Electric car brand Polestar demands major update to £425 VED car tax rule


Recent analysis from motoring experts at Alphabet suggests that as many as 80% of EVs currently on the market would exceed this cost and face fees.

To solve the issue, Polestar wants to see the ECS charge set at £52,500 which would “reflect inflation and ensure fairer taxation on EVs”.

Matt Galvin, managing director of Polestar UK, commented: “Since it was announced, the 2030 ban on new petrol and diesel car sales has been a crucial step in encouraging the UK to transition to an emissions-free tailpipe future improving air quality and reducing health issues.

“But the potential changes to targets like these have created uncertainty for both consumers and manufacturers alike. The Government must stick to its commitments and provide clear policies that encourage EV adoption rather than confusing things further.”

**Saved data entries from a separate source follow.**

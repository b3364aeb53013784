//! Behavioral tests for the header scroll style and mobile menu

use crate::config::SCROLL_THRESHOLD_PX;
use crate::models::HeaderState;

// ============================================================================
// MOBILE MENU BEHAVIORS
// ============================================================================

#[test]
fn given_closed_menu_when_button_pressed_then_opens() {
    let mut state = HeaderState::default();
    state.toggle_menu();
    assert!(state.is_menu_open());
}

#[test]
fn given_menu_when_button_pressed_repeatedly_then_alternates() {
    let mut state = HeaderState::default();
    for press in 1..=6 {
        state.toggle_menu();
        assert_eq!(state.is_menu_open(), press % 2 == 1, "after {press} presses");
    }
}

#[test]
fn given_open_menu_when_navigating_then_closes() {
    let mut state = HeaderState::default();
    state.toggle_menu();

    state.on_navigate();

    assert!(!state.is_menu_open());
}

#[test]
fn given_closed_menu_when_navigating_then_stays_closed() {
    let mut state = HeaderState::default();
    state.on_navigate();
    assert!(!state.is_menu_open());
}

// ============================================================================
// SCROLL STYLE BEHAVIORS
// ============================================================================

#[test]
fn given_top_of_page_when_scrolling_past_threshold_then_header_solid() {
    let mut state = HeaderState::default();
    state.on_scroll(SCROLL_THRESHOLD_PX + 1.0, SCROLL_THRESHOLD_PX);
    assert!(state.is_scrolled());
}

#[test]
fn given_scrolled_when_returning_to_top_then_header_transparent() {
    let mut state = HeaderState::default();
    state.on_scroll(600.0, SCROLL_THRESHOLD_PX);
    state.on_scroll(5.0, SCROLL_THRESHOLD_PX);
    assert!(!state.is_scrolled());
}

Polestar is also calling for a temporary reduction in VAT on new EVs to 10% for three years which would lower the upfront cost of securing a model. 

It also wants to see a cut on VAT rates at public electric chargers from 20% to 5% to bring the fees in line with home charging rates. 

It stressed the current rules ensure there is a “financial disadvantage” to road users who do not have access to private charging bays.

Mr Galvin added: “The UK automotive industry handed out an unsustainable £4.5 billion in discounts in 2024 to meet EV mandates. This is not a long-term solution and throttles investment in future technologies. 

“The Government must implement structural incentives that encourage consumers to choose electric vehicles willingly, not just through short-term discounts.”